Friendly reminder the Mayans had a highway
The aliens had to come to Earth to learn how to build pyramids from us
Woah
The great pyramid of Giza weighs around 6 million tons https://weightofstuff.com/how-much-does-the-pyramid-of-giza-weigh/
An average human can apparently develop about 200N https://www.ccohs.ca/oshanswers/ergonomics/push1.html
Meaning that an average human would need a lever about 3×10^8 m long (considering a 1 metre load arm) to move the pyramid.
Do you find this credible?
ETA: some people think I'm serious. This is quite the flabbergast.
I'm going to go out on a limb and say i don't think they found the pyramid whole and moved the entire thing. I think they took small pieces, possibly block shaped and moved those one at a time
I would never have thought of that! But I still don't understand how these satanic Duplo work, so who am I to judge
You're gonna need a bigger load arm. The pyramid is way more than a meter across.
How much more? One metre, tops?
The ancient Egyptians utilized neither wheels nor work animals for the majority of the pyramid-building era, so the giant blocks, weighing 2.5 tons on average, had to be moved through human muscle power alone. But until recently, nobody really knew how. The answer, it seems, is simply water. Evidence suggests that the blocks were first levered onto wooden sleds and then hauled up ramps made of sand. However, dry sand piles up in front of a moving sled, increasing friction until the sled is nearly impossible to pull. Wet sand reduces friction dramatically beneath the sled runners, eliminating the sand piles and making it possible for a team of people to move massive objects.
https://daily.jstor.org/scientists-have-an-answer-to-how-the-egyptian-pyramids-were-built/
Ancient alien theory is extremely racist and I am shocked people don't reject it on those grounds alone.
Top text, they built it
Bottom text, aliens built it
Maybe everyone dislikes humans as much as the aliens
Nah, we all know the Great Pyramids were part of the “Giza Mass Autism Array” fired during the Finno-Korean Hyperwar. RIP Finnish social skills
were part of the “Giza Mass Autism Array”
*will be part of
remember that the Finno-Korean Hyperwar is going to have been the war where we first learn how to manipulate chronodirectionality.
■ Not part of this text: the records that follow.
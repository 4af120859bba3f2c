//! Applicative type class - lifting values and combining independent computations.
//!
//! `Applicative` extends [`Functor`] with `pure`, which places a plain value
//! into the container, and `map2`, which combines two containers with a
//! binary function.
//!
//! # Laws
//!
//! ## Identity Law
//!
//! ```text
//! pure(id).apply(v) == v
//! ```
//!
//! ## Homomorphism Law
//!
//! ```text
//! pure(f).apply(pure(x)) == pure(f(x))
//! ```
//!
//! Expressed through `map2`, which is what the containers here implement:
//!
//! ```text
//! pure(a).map2(pure(b), f) == pure(f(a, b))
//! fa.map2(pure(()), |a, _| a) == fa
//! ```
//!
//! # Examples
//!
//! ```rust
//! use monadic::typeclass::{Applicative, Identity};
//!
//! let lifted: Identity<i32> = <Identity<()>>::pure(42);
//! assert_eq!(lifted, Identity(42));
//!
//! let sum = Identity(1).map2(Identity(2), |x, y| x + y);
//! assert_eq!(sum, Identity(3));
//! ```

use super::functor::Functor;

/// A type class for functors that can lift plain values and combine
/// independent computations.
///
/// `pure` is the crate-wide name for the "wrap a value" operation. The
/// type parameter `B` lets `<Maybe<()>>::pure(1)` produce a `Maybe<i32>`;
/// each container also offers an inherent `pure` that infers more easily.
pub trait Applicative: Functor {
    /// Lifts a pure value into the applicative context.
    ///
    /// # Examples
    ///
    /// ```rust
    /// use monadic::typeclass::{Applicative, Identity};
    ///
    /// let x: Identity<&str> = <Identity<()>>::pure("hello");
    /// assert_eq!(x.into_inner(), "hello");
    /// ```
    fn pure<B>(value: B) -> Self::WithType<B>
    where
        B: 'static;

    /// Combines two applicative values using a binary function.
    ///
    /// If either computation fails (in the sense appropriate to the specific
    /// applicative), the result fails. For sequential containers `self`
    /// runs before `other`.
    ///
    /// # Arguments
    ///
    /// * `other` - The second applicative value
    /// * `function` - A function that takes both inner values and produces a result
    fn map2<B, C, F>(self, other: Self::WithType<B>, function: F) -> Self::WithType<C>
    where
        F: FnOnce(Self::Inner, B) -> C + 'static,
        B: 'static,
        C: 'static;

    /// Combines two applicative values into a tuple.
    ///
    /// # Examples
    ///
    /// ```rust
    /// use monadic::typeclass::{Applicative, Identity};
    ///
    /// assert_eq!(Identity(1).product(Identity("a")), Identity((1, "a")));
    /// ```
    #[inline]
    fn product<B>(self, other: Self::WithType<B>) -> Self::WithType<(Self::Inner, B)>
    where
        Self: Sized,
        Self::Inner: 'static,
        B: 'static,
    {
        self.map2(other, |a, b| (a, b))
    }
}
Me, looking at the meme: I wonder what happened to that giant pole they put on top of the pyramid to lift the giant weight?
It became the Nile river.
Source: physics
You've cracked vertical lifting, now onto moving blocks a thousand miles from the quarry!
Fig. 1
I stand corrected. It all seems so obvious, why do people still disagree?
I don't think they had levers strong enough to lift up those big rocks without snapping at a... I think the term is "sheer point"?
Now find sticks or stick assembly strong enough to lift a few tones of stone without breaking at the rotation center
Stick assembly is the key thing.
You're not going to find a thread strong enough to pull a few tonnes of stone, but you can easily pull it with a large number of ropes pulled by a few hundred people.
Similarly, a single 8x8 beam as a lever arm would just snap, but a dozen 8x8 beams as lever arms for a dozen levers probably wouldn't.
I'm not saying those are the exact techniques that were used to build the pyramids, but they demonstrate that massive stones can be easily lifted and accurately placed using only "primitive" resources and leverage.
There is no guarantee that the lever would break in any position as particular as the pivot point.